> Task prompt: The line containing "static DRAUGHTS_START: Lazy<Position>" marks the end; copy exactly all lines from the start of the material up to and including it.

> Extracted records:

'''

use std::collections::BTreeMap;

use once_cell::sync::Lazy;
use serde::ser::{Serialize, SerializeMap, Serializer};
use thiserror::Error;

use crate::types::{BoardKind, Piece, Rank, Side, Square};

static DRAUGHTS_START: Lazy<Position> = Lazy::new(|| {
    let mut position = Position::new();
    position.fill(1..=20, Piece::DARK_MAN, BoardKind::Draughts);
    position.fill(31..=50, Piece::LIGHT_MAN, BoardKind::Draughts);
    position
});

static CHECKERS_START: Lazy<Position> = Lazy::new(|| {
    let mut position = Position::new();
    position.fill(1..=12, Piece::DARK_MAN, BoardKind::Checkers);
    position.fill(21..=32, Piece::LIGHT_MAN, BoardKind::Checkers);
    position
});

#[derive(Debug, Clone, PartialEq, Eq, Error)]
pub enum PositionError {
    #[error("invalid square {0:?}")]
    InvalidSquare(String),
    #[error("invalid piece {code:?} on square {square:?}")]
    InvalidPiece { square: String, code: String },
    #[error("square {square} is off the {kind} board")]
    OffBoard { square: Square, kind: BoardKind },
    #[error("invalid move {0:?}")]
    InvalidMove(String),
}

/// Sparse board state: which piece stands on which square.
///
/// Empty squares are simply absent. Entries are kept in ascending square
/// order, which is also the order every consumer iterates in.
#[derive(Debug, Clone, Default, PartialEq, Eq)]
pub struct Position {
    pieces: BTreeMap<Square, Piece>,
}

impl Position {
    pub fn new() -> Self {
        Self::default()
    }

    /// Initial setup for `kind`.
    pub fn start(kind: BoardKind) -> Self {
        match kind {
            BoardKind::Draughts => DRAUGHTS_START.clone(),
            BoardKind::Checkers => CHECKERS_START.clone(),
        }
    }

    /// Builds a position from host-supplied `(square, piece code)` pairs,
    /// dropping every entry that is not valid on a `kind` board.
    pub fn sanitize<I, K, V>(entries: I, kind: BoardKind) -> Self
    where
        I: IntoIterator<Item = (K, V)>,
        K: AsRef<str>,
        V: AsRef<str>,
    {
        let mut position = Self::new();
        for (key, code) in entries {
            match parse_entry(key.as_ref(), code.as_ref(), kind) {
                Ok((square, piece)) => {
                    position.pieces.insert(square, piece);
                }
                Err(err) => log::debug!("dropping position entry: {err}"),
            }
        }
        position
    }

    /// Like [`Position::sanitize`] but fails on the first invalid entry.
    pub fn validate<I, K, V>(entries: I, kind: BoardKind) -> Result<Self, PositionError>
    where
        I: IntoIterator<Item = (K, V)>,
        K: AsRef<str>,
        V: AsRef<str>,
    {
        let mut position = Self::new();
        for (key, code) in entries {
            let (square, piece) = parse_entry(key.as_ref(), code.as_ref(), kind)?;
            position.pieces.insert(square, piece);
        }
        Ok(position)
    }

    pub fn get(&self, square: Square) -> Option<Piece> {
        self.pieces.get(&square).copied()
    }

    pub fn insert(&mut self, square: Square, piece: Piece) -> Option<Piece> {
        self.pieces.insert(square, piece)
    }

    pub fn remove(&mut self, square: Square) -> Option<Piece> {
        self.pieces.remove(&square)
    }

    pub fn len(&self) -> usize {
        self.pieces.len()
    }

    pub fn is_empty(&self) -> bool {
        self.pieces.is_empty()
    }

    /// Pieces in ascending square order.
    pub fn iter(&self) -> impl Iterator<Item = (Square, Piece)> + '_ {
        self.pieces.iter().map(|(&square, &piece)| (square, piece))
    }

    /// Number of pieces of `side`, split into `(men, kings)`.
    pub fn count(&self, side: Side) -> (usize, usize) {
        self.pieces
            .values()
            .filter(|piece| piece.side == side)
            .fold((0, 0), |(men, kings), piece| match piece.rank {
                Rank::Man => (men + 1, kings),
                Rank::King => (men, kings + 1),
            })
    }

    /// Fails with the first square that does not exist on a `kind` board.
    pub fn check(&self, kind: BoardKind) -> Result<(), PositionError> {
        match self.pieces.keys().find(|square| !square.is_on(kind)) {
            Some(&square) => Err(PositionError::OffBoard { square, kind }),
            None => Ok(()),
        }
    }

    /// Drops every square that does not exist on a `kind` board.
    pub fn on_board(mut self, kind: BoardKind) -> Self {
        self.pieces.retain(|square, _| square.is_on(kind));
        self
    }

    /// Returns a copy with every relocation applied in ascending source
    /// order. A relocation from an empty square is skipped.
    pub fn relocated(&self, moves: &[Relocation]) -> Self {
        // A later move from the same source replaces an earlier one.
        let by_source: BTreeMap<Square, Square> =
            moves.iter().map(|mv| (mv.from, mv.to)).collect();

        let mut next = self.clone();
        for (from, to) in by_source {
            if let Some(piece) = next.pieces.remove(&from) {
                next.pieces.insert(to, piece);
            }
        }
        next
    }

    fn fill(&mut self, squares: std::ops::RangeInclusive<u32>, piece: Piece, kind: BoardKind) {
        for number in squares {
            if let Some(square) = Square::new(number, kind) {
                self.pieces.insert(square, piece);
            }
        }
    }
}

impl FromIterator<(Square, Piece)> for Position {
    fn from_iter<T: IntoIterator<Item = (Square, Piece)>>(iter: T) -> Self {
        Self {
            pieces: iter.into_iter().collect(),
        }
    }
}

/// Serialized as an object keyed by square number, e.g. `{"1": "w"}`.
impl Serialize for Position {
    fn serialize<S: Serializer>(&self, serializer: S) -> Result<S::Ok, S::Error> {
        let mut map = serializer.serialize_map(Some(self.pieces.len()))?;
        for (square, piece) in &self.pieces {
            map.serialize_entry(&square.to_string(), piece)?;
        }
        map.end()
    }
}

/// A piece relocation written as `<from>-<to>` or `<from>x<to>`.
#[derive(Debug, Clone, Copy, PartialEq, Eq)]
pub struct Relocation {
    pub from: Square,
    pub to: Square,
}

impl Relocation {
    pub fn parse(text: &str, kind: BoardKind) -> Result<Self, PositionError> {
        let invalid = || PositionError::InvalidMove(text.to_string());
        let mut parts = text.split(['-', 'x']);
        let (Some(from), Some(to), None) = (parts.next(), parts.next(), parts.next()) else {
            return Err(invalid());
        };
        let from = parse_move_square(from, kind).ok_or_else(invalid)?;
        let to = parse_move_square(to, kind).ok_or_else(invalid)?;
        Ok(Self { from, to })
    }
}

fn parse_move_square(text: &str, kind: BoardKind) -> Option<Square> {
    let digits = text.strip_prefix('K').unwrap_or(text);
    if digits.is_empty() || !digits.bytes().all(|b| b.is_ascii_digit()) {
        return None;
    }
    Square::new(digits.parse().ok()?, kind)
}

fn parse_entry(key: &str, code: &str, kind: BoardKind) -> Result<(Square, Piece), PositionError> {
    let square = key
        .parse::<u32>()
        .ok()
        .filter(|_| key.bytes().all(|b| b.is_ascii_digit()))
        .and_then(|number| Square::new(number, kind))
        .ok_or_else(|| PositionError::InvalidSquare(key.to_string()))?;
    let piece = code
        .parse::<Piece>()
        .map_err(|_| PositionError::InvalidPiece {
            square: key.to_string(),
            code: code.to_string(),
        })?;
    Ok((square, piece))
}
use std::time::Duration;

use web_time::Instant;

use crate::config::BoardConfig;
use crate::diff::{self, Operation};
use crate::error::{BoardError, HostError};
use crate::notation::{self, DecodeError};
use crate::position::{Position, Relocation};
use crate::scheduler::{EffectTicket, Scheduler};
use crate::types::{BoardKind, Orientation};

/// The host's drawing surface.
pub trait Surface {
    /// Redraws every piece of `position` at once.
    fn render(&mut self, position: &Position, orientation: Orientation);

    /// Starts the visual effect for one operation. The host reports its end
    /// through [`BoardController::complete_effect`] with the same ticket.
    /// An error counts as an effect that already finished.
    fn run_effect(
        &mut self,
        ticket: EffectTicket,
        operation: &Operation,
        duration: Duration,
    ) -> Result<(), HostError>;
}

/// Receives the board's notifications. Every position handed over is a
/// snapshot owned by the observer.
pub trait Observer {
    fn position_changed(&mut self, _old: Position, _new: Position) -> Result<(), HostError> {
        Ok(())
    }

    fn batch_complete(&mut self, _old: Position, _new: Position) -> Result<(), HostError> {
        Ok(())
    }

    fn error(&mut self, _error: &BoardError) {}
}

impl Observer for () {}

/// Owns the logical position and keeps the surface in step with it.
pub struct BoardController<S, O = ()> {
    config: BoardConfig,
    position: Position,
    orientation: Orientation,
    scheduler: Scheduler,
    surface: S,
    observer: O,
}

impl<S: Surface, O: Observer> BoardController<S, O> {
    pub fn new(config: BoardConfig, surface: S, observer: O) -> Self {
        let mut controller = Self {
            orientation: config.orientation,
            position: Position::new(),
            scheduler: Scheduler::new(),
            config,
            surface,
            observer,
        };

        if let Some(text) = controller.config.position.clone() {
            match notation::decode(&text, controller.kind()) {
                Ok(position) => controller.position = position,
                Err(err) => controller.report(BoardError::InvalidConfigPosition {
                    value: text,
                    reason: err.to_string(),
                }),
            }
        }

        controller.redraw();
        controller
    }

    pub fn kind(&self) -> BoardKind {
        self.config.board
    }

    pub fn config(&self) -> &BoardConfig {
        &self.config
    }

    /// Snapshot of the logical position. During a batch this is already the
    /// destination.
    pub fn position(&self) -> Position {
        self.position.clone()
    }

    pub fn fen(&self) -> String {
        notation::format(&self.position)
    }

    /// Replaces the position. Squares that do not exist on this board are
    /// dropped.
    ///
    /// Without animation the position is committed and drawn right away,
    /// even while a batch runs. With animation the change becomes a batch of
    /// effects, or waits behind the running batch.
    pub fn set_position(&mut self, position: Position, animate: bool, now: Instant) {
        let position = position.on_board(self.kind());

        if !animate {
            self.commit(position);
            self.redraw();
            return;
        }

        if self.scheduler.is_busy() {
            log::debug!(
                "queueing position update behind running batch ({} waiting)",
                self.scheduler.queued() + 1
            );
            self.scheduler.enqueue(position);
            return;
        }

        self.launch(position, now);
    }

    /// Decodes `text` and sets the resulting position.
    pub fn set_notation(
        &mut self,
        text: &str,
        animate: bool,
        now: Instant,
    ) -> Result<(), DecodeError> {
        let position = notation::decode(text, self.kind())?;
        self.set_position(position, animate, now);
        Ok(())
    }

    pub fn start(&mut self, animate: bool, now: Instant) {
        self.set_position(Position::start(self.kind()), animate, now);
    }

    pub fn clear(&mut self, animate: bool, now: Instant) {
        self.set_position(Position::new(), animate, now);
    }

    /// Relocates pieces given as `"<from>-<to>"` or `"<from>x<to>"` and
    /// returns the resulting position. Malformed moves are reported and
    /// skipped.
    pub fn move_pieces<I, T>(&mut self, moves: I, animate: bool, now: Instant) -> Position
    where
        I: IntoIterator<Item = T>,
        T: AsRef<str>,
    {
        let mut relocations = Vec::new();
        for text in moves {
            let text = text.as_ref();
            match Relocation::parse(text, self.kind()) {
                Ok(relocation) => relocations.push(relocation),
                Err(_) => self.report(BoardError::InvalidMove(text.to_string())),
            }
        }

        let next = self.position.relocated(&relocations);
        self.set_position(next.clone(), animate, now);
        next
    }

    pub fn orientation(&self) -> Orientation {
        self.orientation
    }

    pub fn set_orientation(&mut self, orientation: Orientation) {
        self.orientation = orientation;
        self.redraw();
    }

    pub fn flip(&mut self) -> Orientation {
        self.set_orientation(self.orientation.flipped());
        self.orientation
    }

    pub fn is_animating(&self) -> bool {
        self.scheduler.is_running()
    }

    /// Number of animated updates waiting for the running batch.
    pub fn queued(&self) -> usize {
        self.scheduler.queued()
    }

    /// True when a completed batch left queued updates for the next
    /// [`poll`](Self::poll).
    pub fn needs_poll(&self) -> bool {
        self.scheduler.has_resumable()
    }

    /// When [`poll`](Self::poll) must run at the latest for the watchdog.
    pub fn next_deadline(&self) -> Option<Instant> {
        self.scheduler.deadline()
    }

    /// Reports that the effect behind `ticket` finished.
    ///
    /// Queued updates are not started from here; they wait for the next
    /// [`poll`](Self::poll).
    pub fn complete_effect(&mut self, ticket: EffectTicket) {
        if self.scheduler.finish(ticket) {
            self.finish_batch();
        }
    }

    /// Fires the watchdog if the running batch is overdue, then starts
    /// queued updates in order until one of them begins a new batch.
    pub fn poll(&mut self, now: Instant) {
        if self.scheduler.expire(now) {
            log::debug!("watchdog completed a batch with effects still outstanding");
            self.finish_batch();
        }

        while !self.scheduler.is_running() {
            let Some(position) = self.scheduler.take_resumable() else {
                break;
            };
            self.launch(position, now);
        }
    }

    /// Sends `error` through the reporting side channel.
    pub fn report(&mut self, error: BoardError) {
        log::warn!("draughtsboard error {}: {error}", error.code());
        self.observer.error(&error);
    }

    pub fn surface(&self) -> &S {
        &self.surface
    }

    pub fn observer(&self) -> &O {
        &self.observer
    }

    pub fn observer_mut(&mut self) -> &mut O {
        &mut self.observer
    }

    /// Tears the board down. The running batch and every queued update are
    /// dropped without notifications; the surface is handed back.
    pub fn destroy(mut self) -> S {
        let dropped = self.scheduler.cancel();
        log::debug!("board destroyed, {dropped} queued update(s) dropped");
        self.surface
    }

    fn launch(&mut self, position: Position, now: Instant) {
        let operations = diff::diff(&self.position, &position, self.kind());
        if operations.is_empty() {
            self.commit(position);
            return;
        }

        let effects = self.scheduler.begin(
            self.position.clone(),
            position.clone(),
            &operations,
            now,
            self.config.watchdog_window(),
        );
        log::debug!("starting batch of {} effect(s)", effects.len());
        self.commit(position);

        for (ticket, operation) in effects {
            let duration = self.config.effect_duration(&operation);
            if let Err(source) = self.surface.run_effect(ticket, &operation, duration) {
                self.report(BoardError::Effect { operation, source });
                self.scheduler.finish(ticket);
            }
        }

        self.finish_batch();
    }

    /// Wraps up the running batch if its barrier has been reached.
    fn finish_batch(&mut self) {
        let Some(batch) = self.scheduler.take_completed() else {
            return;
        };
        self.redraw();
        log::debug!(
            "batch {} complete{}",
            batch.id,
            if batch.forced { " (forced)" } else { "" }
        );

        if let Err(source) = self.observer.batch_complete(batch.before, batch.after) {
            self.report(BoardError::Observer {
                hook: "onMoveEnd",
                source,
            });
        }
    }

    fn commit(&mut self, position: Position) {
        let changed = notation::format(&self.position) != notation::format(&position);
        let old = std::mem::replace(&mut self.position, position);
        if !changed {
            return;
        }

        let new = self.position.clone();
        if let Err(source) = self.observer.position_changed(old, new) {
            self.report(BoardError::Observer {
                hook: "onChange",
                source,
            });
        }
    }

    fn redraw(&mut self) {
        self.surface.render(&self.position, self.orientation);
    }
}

'''

> Expected answer:
use std::collections::BTreeMap;

use once_cell::sync::Lazy;
use serde::ser::{Serialize, SerializeMap, Serializer};
use thiserror::Error;

use crate::types::{BoardKind, Piece, Rank, Side, Square};

static DRAUGHTS_START: Lazy<Position> = Lazy::new(|| {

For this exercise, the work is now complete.